**REQUIRED WORK:** Among the entries that follow, count the lines with the word "missing" and report the number by itself.

**GIVEN INFORMATION:**
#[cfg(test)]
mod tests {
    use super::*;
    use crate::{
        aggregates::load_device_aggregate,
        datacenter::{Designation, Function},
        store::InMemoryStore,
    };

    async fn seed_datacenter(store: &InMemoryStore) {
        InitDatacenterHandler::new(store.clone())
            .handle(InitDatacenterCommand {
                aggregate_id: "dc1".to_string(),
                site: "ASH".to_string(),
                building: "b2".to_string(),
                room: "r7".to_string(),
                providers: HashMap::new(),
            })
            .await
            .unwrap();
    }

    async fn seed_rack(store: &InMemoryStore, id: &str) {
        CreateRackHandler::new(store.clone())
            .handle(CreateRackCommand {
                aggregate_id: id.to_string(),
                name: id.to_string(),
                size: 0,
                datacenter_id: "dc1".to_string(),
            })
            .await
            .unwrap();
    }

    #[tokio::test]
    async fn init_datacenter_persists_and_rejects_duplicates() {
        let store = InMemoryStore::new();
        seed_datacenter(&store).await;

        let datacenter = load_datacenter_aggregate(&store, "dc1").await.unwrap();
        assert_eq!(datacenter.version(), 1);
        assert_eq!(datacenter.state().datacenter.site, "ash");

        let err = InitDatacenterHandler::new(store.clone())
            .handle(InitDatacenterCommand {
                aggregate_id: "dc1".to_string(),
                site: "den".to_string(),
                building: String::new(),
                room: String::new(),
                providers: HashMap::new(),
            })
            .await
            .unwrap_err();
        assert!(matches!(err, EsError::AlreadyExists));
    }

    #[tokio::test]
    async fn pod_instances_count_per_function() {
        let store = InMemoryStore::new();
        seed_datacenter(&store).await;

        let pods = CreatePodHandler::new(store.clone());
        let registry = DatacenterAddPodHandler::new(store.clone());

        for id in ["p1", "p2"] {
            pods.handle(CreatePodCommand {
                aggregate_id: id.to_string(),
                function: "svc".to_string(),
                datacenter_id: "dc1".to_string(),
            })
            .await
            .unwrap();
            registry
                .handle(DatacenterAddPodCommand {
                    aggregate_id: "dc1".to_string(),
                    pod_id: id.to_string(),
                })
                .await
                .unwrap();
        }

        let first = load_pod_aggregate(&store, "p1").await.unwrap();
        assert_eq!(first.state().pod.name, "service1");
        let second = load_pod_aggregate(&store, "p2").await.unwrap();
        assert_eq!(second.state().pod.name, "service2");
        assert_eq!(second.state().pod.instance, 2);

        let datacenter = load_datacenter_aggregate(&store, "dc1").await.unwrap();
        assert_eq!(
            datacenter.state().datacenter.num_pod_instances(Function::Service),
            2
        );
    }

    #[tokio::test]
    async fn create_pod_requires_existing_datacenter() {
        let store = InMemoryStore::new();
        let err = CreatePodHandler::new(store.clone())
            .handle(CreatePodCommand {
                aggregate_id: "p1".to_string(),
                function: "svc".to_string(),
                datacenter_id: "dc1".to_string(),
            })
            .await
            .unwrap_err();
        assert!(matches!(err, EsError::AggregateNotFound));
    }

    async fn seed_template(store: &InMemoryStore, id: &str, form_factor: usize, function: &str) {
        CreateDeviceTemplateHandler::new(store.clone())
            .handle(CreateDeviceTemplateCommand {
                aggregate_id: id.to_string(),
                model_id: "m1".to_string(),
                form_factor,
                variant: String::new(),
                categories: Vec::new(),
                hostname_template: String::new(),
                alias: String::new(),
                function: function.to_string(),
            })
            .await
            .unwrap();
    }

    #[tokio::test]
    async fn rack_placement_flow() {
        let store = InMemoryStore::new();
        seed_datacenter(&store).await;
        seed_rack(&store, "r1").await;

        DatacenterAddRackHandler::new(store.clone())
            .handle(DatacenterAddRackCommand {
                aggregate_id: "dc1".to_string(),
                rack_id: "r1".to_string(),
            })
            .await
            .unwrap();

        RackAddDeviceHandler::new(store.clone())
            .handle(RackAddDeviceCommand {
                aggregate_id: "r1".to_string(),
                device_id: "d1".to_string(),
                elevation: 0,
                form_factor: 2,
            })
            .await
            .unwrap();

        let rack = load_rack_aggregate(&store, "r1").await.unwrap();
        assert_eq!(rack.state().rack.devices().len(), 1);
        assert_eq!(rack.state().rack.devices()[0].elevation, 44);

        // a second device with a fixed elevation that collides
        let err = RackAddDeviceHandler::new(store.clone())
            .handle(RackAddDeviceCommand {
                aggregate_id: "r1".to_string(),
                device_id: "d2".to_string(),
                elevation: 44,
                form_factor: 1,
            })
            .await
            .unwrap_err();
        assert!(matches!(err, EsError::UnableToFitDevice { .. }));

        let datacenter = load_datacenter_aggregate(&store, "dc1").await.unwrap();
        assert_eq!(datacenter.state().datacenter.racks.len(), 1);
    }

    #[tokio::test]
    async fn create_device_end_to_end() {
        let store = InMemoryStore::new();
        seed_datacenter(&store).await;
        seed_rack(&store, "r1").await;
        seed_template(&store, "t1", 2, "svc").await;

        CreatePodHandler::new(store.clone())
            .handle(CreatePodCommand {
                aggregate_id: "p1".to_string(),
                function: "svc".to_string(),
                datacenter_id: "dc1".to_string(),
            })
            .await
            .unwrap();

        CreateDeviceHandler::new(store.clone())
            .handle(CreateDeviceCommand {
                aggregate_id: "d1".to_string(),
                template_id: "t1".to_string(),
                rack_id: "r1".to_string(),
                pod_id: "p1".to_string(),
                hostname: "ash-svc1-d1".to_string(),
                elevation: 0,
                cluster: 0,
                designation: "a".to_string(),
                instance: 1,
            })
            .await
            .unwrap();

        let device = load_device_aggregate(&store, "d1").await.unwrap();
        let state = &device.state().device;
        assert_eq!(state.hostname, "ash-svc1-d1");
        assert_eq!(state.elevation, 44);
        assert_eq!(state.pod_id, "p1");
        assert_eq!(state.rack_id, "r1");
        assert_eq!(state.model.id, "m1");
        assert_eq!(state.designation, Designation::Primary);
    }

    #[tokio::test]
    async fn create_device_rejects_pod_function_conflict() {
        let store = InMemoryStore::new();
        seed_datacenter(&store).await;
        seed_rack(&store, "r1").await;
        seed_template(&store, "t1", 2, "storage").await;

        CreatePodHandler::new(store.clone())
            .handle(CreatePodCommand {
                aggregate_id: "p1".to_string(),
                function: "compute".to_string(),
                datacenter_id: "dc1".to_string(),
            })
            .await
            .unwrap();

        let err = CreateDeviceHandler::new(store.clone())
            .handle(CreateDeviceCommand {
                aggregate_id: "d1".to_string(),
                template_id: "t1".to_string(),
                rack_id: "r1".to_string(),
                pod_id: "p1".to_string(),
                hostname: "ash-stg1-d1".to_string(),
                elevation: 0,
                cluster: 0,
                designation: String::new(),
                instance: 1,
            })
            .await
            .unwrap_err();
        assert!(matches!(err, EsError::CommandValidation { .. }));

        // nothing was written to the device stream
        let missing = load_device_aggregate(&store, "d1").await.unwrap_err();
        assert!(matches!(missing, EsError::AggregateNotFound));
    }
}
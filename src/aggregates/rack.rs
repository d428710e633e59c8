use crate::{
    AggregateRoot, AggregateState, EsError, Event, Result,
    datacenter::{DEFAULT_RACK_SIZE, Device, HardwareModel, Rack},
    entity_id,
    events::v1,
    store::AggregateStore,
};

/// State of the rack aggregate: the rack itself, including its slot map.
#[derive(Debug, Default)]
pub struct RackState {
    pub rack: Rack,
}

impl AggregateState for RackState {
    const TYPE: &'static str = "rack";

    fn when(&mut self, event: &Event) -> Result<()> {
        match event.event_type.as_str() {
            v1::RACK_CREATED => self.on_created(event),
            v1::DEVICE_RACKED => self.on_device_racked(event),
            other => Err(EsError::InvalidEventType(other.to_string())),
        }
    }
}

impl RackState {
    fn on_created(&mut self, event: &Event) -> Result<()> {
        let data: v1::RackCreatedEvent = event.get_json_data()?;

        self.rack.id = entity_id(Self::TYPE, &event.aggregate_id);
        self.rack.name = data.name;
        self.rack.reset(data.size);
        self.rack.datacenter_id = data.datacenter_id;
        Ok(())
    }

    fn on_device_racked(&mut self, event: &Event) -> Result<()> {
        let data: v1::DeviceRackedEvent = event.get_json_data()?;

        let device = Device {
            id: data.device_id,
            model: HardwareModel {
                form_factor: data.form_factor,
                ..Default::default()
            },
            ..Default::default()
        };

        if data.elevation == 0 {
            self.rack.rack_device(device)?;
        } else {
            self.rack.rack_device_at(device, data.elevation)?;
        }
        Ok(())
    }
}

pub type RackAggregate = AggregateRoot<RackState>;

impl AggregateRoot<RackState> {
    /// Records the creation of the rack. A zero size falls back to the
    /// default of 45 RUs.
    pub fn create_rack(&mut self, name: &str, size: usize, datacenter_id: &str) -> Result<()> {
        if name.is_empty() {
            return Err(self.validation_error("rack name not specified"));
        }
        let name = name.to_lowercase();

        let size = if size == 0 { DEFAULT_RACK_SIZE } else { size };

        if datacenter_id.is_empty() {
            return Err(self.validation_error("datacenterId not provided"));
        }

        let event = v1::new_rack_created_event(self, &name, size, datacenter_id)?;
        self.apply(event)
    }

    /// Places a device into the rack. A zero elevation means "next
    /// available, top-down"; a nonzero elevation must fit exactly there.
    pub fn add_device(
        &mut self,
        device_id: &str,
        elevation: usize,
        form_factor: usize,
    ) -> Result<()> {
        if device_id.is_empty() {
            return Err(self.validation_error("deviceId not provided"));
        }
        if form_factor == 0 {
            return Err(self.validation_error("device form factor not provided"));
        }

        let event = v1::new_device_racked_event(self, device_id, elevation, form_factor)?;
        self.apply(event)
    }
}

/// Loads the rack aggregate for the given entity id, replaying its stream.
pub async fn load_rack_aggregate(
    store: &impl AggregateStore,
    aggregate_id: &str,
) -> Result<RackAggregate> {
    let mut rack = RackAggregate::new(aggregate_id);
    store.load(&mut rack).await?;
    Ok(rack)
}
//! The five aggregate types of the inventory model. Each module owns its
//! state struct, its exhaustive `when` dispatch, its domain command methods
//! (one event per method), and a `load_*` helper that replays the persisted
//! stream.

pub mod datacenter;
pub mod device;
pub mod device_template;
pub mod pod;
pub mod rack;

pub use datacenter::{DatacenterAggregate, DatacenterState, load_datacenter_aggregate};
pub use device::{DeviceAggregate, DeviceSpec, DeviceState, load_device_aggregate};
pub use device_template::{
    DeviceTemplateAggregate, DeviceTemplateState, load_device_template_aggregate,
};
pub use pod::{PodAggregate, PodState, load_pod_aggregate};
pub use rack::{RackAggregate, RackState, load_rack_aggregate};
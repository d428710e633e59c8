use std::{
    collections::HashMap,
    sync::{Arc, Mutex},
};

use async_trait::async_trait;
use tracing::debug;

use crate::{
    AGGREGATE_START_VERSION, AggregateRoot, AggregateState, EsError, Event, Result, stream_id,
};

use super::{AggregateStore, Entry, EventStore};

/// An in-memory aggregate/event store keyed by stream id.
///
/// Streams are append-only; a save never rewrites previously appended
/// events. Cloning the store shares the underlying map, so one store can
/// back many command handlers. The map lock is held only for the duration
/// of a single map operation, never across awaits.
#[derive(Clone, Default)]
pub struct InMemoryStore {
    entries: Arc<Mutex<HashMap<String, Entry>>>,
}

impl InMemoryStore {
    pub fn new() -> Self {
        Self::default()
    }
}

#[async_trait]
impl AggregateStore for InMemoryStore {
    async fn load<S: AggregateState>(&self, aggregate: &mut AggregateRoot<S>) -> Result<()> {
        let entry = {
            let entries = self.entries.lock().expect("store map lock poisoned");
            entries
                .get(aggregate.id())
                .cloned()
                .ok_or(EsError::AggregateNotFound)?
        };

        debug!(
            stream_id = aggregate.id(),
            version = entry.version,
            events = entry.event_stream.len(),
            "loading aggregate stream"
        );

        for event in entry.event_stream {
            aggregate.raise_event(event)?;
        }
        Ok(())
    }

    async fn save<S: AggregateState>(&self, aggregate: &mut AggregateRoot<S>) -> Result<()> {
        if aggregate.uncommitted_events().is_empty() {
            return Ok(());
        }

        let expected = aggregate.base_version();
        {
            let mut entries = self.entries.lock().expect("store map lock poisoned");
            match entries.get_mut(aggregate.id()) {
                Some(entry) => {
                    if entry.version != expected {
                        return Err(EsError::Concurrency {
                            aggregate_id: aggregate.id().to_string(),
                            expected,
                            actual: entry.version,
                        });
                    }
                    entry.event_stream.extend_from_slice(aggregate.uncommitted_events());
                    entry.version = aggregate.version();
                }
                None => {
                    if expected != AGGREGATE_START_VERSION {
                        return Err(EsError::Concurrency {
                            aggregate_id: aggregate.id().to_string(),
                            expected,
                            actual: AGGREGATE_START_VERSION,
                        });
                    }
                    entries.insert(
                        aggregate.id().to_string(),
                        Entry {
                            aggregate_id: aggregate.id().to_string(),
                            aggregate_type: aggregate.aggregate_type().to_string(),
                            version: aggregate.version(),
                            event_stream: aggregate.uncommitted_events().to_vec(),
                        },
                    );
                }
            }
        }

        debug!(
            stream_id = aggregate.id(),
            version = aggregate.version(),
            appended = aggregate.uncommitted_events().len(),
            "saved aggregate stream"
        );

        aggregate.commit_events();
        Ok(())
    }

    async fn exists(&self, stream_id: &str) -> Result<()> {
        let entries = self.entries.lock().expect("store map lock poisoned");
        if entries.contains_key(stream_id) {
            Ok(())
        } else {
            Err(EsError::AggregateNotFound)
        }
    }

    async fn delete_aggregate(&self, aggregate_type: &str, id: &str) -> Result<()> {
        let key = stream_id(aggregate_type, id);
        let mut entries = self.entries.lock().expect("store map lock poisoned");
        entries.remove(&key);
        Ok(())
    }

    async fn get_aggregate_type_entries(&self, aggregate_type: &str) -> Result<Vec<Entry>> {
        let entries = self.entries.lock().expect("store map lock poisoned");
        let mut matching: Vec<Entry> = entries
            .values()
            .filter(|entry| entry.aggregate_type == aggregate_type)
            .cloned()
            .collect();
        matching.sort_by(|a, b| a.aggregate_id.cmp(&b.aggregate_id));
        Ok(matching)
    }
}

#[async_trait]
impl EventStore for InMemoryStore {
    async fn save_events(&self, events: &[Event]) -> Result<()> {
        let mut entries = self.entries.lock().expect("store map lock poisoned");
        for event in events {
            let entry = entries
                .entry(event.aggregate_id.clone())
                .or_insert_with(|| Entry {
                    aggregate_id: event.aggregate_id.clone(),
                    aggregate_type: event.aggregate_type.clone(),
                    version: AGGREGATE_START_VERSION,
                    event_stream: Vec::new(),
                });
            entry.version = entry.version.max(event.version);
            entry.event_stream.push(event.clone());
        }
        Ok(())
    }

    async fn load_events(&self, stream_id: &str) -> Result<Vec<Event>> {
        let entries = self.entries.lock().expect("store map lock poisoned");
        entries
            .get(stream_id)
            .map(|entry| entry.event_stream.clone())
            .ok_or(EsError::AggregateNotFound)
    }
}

**COMPLETED TASK:** 2